**WHAT NEEDS TO BE DONE:** Are you able to quote each entry exactly as written?

[Collected data entries]
------------------------

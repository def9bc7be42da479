//! Fixed-capacity indexed cache of drawing sessions.
//!
//! Holds the sessions available for later replay and selection. On every
//! node the store is replaced wholesale by the leader's canonical list at
//! the end of aggregation, which is what makes the indexed set identical
//! across peers.

use crate::command::DrawingSession;
use thiserror::Error;

/// Default number of slots.
pub const DEFAULT_SLOT_CAPACITY: usize = 8;

/// Slot store errors.
#[derive(Debug, Error)]
pub enum SlotError {
    #[error("slot index {index} out of range ({count} sessions stored)")]
    OutOfRange { index: usize, count: usize },
}

/// Indexed session cache with FIFO eviction.
#[derive(Debug, Clone)]
pub struct SlotStore {
    sessions: Vec<DrawingSession>,
    capacity: usize,
}

impl Default for SlotStore {
    fn default() -> Self {
        Self::new(DEFAULT_SLOT_CAPACITY)
    }
}

impl SlotStore {
    /// Create a store with the given capacity (at least one slot).
    pub fn new(capacity: usize) -> Self {
        Self {
            sessions: Vec::new(),
            capacity: capacity.max(1),
        }
    }

    pub fn capacity(&self) -> usize {
        self.capacity
    }

    /// Number of stored sessions.
    pub fn count(&self) -> usize {
        self.sessions.len()
    }

    pub fn is_empty(&self) -> bool {
        self.sessions.is_empty()
    }

    /// Save a session, evicting the oldest entry when the store is full.
    /// Returns the index the session landed in.
    pub fn save(&mut self, session: DrawingSession) -> usize {
        if self.sessions.len() == self.capacity {
            self.sessions.remove(0);
        }
        self.sessions.push(session);
        self.sessions.len() - 1
    }

    /// Look up a session by slot index. Out-of-range indices are rejected
    /// without state change.
    pub fn get(&self, index: usize) -> Result<&DrawingSession, SlotError> {
        self.sessions.get(index).ok_or(SlotError::OutOfRange {
            index,
            count: self.sessions.len(),
        })
    }

    /// Remove every stored session (phase reset).
    pub fn clear(&mut self) {
        self.sessions.clear();
    }

    /// Replace the whole store with a canonical list: empty sentinel
    /// sessions are filtered out and slot indices follow the list's order.
    /// Nothing previously held survives.
    pub fn replace_all(&mut self, sessions: Vec<DrawingSession>) {
        self.sessions = sessions.into_iter().filter(|s| !s.is_empty()).collect();
        if self.sessions.len() > self.capacity {
            self.sessions.truncate(self.capacity);
        }
    }

    /// Stored sessions in slot order.
    pub fn sessions(&self) -> &[DrawingSession] {
        &self.sessions
    }
}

------------------------

**SOLUTION BELOW:**
repository def9bc7be42da479
//! Fixed-capacity indexed cache of drawing sessions.
//!
//! Holds the sessions available for later replay and selection. On every
//! node the store is replaced wholesale by the leader's canonical list at
//! the end of aggregation, which is what makes the indexed set identical
//! across peers.

use crate::command::DrawingSession;
use thiserror::Error;

/// Default number of slots.
pub const DEFAULT_SLOT_CAPACITY: usize = 8;

/// Slot store errors.
#[derive(Debug, Error)]
pub enum SlotError {
    #[error("slot index {index} out of range ({count} sessions stored)")]
    OutOfRange { index: usize, count: usize },
}

/// Indexed session cache with FIFO eviction.
#[derive(Debug, Clone)]
pub struct SlotStore {
    sessions: Vec<DrawingSession>,
    capacity: usize,
}

impl Default for SlotStore {
    fn default() -> Self {
        Self::new(DEFAULT_SLOT_CAPACITY)
    }
}

impl SlotStore {
    /// Create a store with the given capacity (at least one slot).
    pub fn new(capacity: usize) -> Self {
        Self {
            sessions: Vec::new(),
            capacity: capacity.max(1),
        }
    }

    pub fn capacity(&self) -> usize {
        self.capacity
    }

    /// Number of stored sessions.
    pub fn count(&self) -> usize {
        self.sessions.len()
    }

    pub fn is_empty(&self) -> bool {
        self.sessions.is_empty()
    }

    /// Save a session, evicting the oldest entry when the store is full.
    /// Returns the index the session landed in.
    pub fn save(&mut self, session: DrawingSession) -> usize {
        if self.sessions.len() == self.capacity {
            self.sessions.remove(0);
        }
        self.sessions.push(session);
        self.sessions.len() - 1
    }

    /// Look up a session by slot index. Out-of-range indices are rejected
    /// without state change.
    pub fn get(&self, index: usize) -> Result<&DrawingSession, SlotError> {
        self.sessions.get(index).ok_or(SlotError::OutOfRange {
            index,
            count: self.sessions.len(),
        })
    }

    /// Remove every stored session (phase reset).
    pub fn clear(&mut self) {
        self.sessions.clear();
    }

    /// Replace the whole store with a canonical list: empty sentinel
    /// sessions are filtered out and slot indices follow the list's order.
    /// Nothing previously held survives.
    pub fn replace_all(&mut self, sessions: Vec<DrawingSession>) {
        self.sessions = sessions.into_iter().filter(|s| !s.is_empty()).collect();
        if self.sessions.len() > self.capacity {
            self.sessions.truncate(self.capacity);
        }
    }

    /// Stored sessions in slot order.
    pub fn sessions(&self) -> &[DrawingSession] {
        &self.sessions
    }
}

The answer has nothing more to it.